Dr. Strang illustrates 
Independence, Basis and Dimension is his online video and notes.
Example 3¶
Show that the set $\left\{\,\begin{bmatrix} 1 \\ 2 \end{bmatrix},\ \begin{bmatrix} 2 \\ 1 \end{bmatrix}\,\right\}$ is a basis for $\mathbb{R}^2$.

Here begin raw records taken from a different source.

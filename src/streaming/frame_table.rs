// SPDX-License-Identifier: GPL-3.0-only

//! Latest-frame table, one independently locked cell per slot

use crate::backends::camera::VideoFrame;
use std::sync::{Arc, RwLock};

/// Most recent frame of every slot
///
/// The acquisition worker swaps a whole `Arc` into a cell, so a reader either
/// sees the previous frame or the new one, never a partial write. A write only
/// locks its own cell.
pub struct FrameTable {
    slots: Vec<RwLock<Option<Arc<VideoFrame>>>>,
}

impl FrameTable {
    pub fn new(slot_count: usize) -> Self {
        Self {
            slots: (0..slot_count).map(|_| RwLock::new(None)).collect(),
        }
    }

    pub fn len(&self) -> usize {
        self.slots.len()
    }

    pub fn is_empty(&self) -> bool {
        self.slots.is_empty()
    }

    /// Latest frame of `slot`; `None` if never captured or out of range
    pub fn get(&self, slot: usize) -> Option<Arc<VideoFrame>> {
        let cell = self.slots.get(slot)?;
        match cell.read() {
            Ok(guard) => guard.clone(),
            Err(poisoned) => poisoned.into_inner().clone(),
        }
    }

    /// Replace the frame of `slot`; returns false for an out-of-range slot
    pub fn store(&self, slot: usize, frame: VideoFrame) -> bool {
        let Some(cell) = self.slots.get(slot) else {
            return false;
        };
        let frame = Arc::new(frame);
        match cell.write() {
            Ok(mut guard) => *guard = Some(frame),
            Err(poisoned) => *poisoned.into_inner() = Some(frame),
        }
        true
    }
}

#[cfg(test)]
mod tests {
    use super::*;
    use crate::backends::camera::StreamKind;
    use crate::backends::camera::simulated::synthetic_frame;

    #[test]
    fn test_never_captured_is_none() {
        let table = FrameTable::new(3);
        assert_eq!(table.len(), 3);
        assert!(table.get(0).is_none());
        assert!(table.get(2).is_none());
        assert!(table.get(3).is_none());
    }

    #[test]
    fn test_empty_table() {
        let table = FrameTable::new(0);
        assert!(table.is_empty());
        assert!(table.get(0).is_none());
        assert!(!table.store(0, synthetic_frame("A", StreamKind::Color, 1)));
    }

    #[test]
    fn test_store_overwrites_in_place() {
        let table = FrameTable::new(3);
        assert!(table.store(1, synthetic_frame("A", StreamKind::InfraredLeft, 1)));
        assert!(table.store(1, synthetic_frame("A", StreamKind::InfraredLeft, 2)));
        assert_eq!(table.get(1).unwrap().frame_number, 2);
        assert!(table.get(0).is_none());
        assert!(!table.store(7, synthetic_frame("A", StreamKind::Color, 3)));
    }

    #[test]
    fn test_reader_keeps_old_frame_alive() {
        let table = FrameTable::new(1);
        table.store(0, synthetic_frame("A", StreamKind::Color, 1));
        let held = table.get(0).unwrap();
        table.store(0, synthetic_frame("A", StreamKind::Color, 2));
        assert_eq!(held.frame_number, 1);
        assert_eq!(table.get(0).unwrap().frame_number, 2);
    }
}
#[cfg(test)]
mod tests {
    use super::*;
    use crate::backends::camera::simulated::{SimulatedContext, synthetic_frame, synthetic_frame_set};
    use crate::backends::camera::{SensorOption, StreamKind};
    use std::time::Duration;

    fn fast_config() -> StreamingConfig {
        StreamingConfig {
            frame_wait_timeout_ms: 20,
            stop_join_timeout_ms: 500,
            exposure_settle_ms: 10,
            ..StreamingConfig::default()
        }
    }

    fn color(serial: &str) -> StreamIdentity {
        StreamIdentity::new(serial, StreamKind::Color)
    }

    fn wait_for(mut condition: impl FnMut() -> bool) -> bool {
        for _ in 0..200 {
            if condition() {
                return true;
            }
            thread::sleep(Duration::from_millis(5));
        }
        false
    }

    #[test]
    fn test_enumeration() {
        let context = SimulatedContext::new(2);
        let service = StreamingService::new(&context, fast_config());

        assert_eq!(service.device_count(), 2);
        assert_eq!(service.slot_count(), 6);
        assert_eq!(service.devices()[4].device_path(), "SIM0001:IR_L");
        assert_eq!(service.loop_state(), LoopState::Idle);
        assert_eq!(service.backend_name(), "simulated");
    }

    #[test]
    fn test_every_slot_has_a_frame_cell() {
        let context = SimulatedContext::new(3);
        let service = StreamingService::new(&context, fast_config());

        assert_eq!(service.slot_count(), service.devices().len());
        assert_eq!(service.shared.frames.len(), 9);
        let frame = synthetic_frame("SIM0002", StreamKind::InfraredRight, 1);
        assert!(service.shared.frames.store(8, frame));
        assert!(service.get_frame(8).is_some());
        assert!(service.get_frame(service.slot_count()).is_none());
    }

    #[test]
    fn test_enumeration_failure_means_no_devices() {
        let context = SimulatedContext::new(2);
        context.set_fail_enumeration(true);
        let service = StreamingService::new(&context, fast_config());

        assert_eq!(service.slot_count(), 0);
        assert_eq!(
            service.start(&color("SIM0000")),
            Err(StreamingError::StreamNotFound("SIM0000:RGB".to_string()))
        );
        assert_eq!(service.reference_count(), 0);
    }

    #[test]
    fn test_start_opens_and_configures_every_device() {
        let context = SimulatedContext::new(2);
        let service = StreamingService::new(&context, fast_config());

        assert_eq!(service.start(&color("SIM0001")), Ok(3));
        assert_eq!(service.loop_state(), LoopState::Running);
        assert!(service.is_started());

        for serial in ["SIM0000", "SIM0001"] {
            let pipeline = context.pipeline(serial).unwrap();
            assert_eq!(pipeline.start_count(), 1);
            let stereo = pipeline.stereo_sensor();
            assert_eq!(stereo.value(SensorOption::EmitterEnabled), Some(0.0));
            assert_eq!(stereo.value(SensorOption::LaserPower), Some(0.0));
            assert_eq!(stereo.value(SensorOption::EnableAutoExposure), Some(0.0));
        }

        assert_eq!(service.stop(), Ok(StopOutcome::Stopped));
        assert_eq!(service.loop_state(), LoopState::Stopped);
    }

    #[test]
    fn test_exposure_discovered_on_first_open() {
        let context = SimulatedContext::new(1);
        let service = StreamingService::new(&context, fast_config());
        assert_eq!(service.exposure_bounds(), (1, 165_000));

        service.start(&color("SIM0000")).unwrap();
        assert_eq!(service.exposure_bounds(), (1, 165_000));
        assert_eq!(service.exposure(), 8_500);

        let rgb = context.pipeline("SIM0000").unwrap().rgb_sensor().clone();
        assert_eq!(rgb.value(SensorOption::Exposure), Some(8_500.0));
        service.stop().unwrap();
    }

    #[test]
    fn test_exposure_set_while_closed_applied_on_open() {
        let context = SimulatedContext::new(1);
        let service = StreamingService::new(&context, fast_config());

        assert_eq!(service.set_exposure(20_000), Ok(20_000));
        service.start(&color("SIM0000")).unwrap();

        let pipeline = context.pipeline("SIM0000").unwrap();
        assert_eq!(pipeline.stereo_sensor().value(SensorOption::Exposure), Some(20_000.0));
        assert_eq!(pipeline.rgb_sensor().value(SensorOption::Exposure), Some(10_000.0));
        assert_eq!(service.exposure(), 20_000);
        service.stop().unwrap();
    }

    #[test]
    fn test_demux_routes_by_serial() {
        let context = SimulatedContext::new(2);
        let service = StreamingService::new(&context, fast_config());
        service.start(&color("SIM0000")).unwrap();

        let pipeline = context.pipeline("SIM0001").unwrap();
        assert!(pipeline.inject(synthetic_frame_set("SIM0001", 7)));

        assert!(wait_for(|| service.get_frame(5).is_some()));
        assert_eq!(service.get_frame(3).unwrap().frame_number, 7);
        assert!(service.get_frame(0).is_none());
        service.stop().unwrap();
    }

    #[test]
    fn test_unknown_serial_counted() {
        let context = SimulatedContext::new(1);
        let service = StreamingService::new(&context, fast_config());
        service.start(&color("SIM0000")).unwrap();

        let pipeline = context.pipeline("SIM0000").unwrap();
        pipeline.inject(synthetic_frame_set("OTHER", 1));

        assert!(wait_for(|| service.statistics().unresolved_frames == 3));
        assert_eq!(service.statistics().total_frames(), 0);
        service.stop().unwrap();
    }

    #[test]
    fn test_skip_guard_nests() {
        let context = SimulatedContext::new(1);
        let service = StreamingService::new(&context, fast_config());

        let outer = SkipGuard::engage(&service.shared.skip_gate);
        let inner = SkipGuard::engage(&service.shared.skip_gate);
        drop(inner);
        assert!(service.is_skipping_frames());
        drop(outer);
        assert!(!service.is_skipping_frames());
    }

    #[test]
    fn test_shutdown_ignores_references() {
        let context = SimulatedContext::new(1);
        let service = StreamingService::new(&context, fast_config());
        service.start(&color("SIM0000")).unwrap();
        service.start(&color("SIM0000")).unwrap();

        assert_eq!(service.shutdown(), StopOutcome::Stopped);
        assert_eq!(service.reference_count(), 0);
        assert_eq!(context.pipeline("SIM0000").unwrap().stop_count(), 1);
        assert_eq!(service.stop(), Err(StreamingError::OverRelease));
    }

    #[test]
    fn test_dropping_service_closes_devices() {
        let context = SimulatedContext::new(1);
        let service = StreamingService::new(&context, fast_config());
        service.start(&color("SIM0000")).unwrap();

        let pipeline = context.pipeline("SIM0000").unwrap();
        drop(service);
        assert!(wait_for(|| !pipeline.is_started()));
    }
}
// SPDX-License-Identifier: GPL-3.0-only

//! Scoped stream reference

use super::{StopOutcome, StreamIdentity, StreamingService};
use crate::backends::camera::VideoFrame;
use crate::errors::StreamingResult;
use std::sync::Arc;
use tracing::warn;

/// One reference on the acquisition loop, released when dropped
pub struct StreamLease {
    service: StreamingService,
    identity: StreamIdentity,
    slot: usize,
    released: bool,
}

impl StreamLease {
    pub(super) fn new(service: StreamingService, identity: StreamIdentity, slot: usize) -> Self {
        Self {
            service,
            identity,
            slot,
            released: false,
        }
    }

    pub fn slot(&self) -> usize {
        self.slot
    }

    pub fn identity(&self) -> &StreamIdentity {
        &self.identity
    }

    pub fn service(&self) -> &StreamingService {
        &self.service
    }

    /// Latest frame of this lease's stream
    pub fn latest_frame(&self) -> Option<Arc<VideoFrame>> {
        self.service.get_frame(self.slot)
    }

    /// Release now and report how the release went
    pub fn release(mut self) -> StreamingResult<StopOutcome> {
        self.released = true;
        self.service.stop()
    }
}

impl Drop for StreamLease {
    fn drop(&mut self) {
        if self.released {
            return;
        }
        if let Err(e) = self.service.stop() {
            warn!(path = %self.identity, error = %e, "Releasing stream lease failed");
        }
    }
}

impl std::fmt::Debug for StreamLease {
    fn fmt(&self, f: &mut std::fmt::Formatter<'_>) -> std::fmt::Result {
        f.debug_struct("StreamLease")
            .field("identity", &self.identity)
            .field("slot", &self.slot)
            .finish()
    }
}

#[cfg(test)]
mod tests {
    use super::*;
    use crate::backends::camera::StreamKind;
    use crate::backends::camera::simulated::SimulatedContext;
    use crate::config::StreamingConfig;

    #[test]
    fn test_drop_releases_reference() {
        let context = SimulatedContext::new(1);
        let config = StreamingConfig {
            frame_wait_timeout_ms: 20,
            ..StreamingConfig::default()
        };
        let service = StreamingService::new(&context, config);
        let identity = StreamIdentity::new("SIM0000", StreamKind::InfraredLeft);

        let first = service.acquire(&identity).unwrap();
        let second = service.acquire(&identity).unwrap();
        assert_eq!(first.slot(), 1);
        assert_eq!(service.reference_count(), 2);

        drop(first);
        assert_eq!(service.reference_count(), 1);
        assert!(service.is_started());

        assert_eq!(second.release(), Ok(StopOutcome::Stopped));
        assert_eq!(service.reference_count(), 0);
        assert!(!service.is_started());
    }
}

We want to know if the linear system
$$
x_1\begin{bmatrix} 1 \\ 2 \end{bmatrix} + x_2\begin{bmatrix} 2 \\ 1 \end{bmatrix} = \mathbf{b}
$$
is consistent for every vector $\mathbf{b}\in\mathbb{R}^2$. This linear system corresponds to the linear equation
$$
\begin{bmatrix} 1 & 2 \\ 2 & 1 \end{bmatrix}\mathbf{x} = \mathbf{b}
$$
We know that they are linearly independent because we can reduce matrix $A$
$$
A = \begin{bmatrix} 1 & 2 \\ 2 & 1 \end{bmatrix} \rightarrow
\begin{bmatrix} 1 &\ \ 2 \\ 0 & -3 \end{bmatrix} \rightarrow
\begin{bmatrix} 1 & 2 \\ 0 & 1 \end{bmatrix} \rightarrow
\begin{bmatrix} 1 & 0 \\ 0 & 1 \end{bmatrix}
$$
Since both columns of matrix $A$ are pivot columns, they are linearly independent columns of matrix $A$. This also means that the matrix $A$ is a nonsingular matrix. We can conclude that the linear system is consistent for every vector $\mathbf{b}\in\mathbb{R}^2$. This establishes that the set of two vectors is a linearly independent, spanning set $\mathbb{R}^2$. Therefore these two vectors form a basis for $\mathbb{R}^2$.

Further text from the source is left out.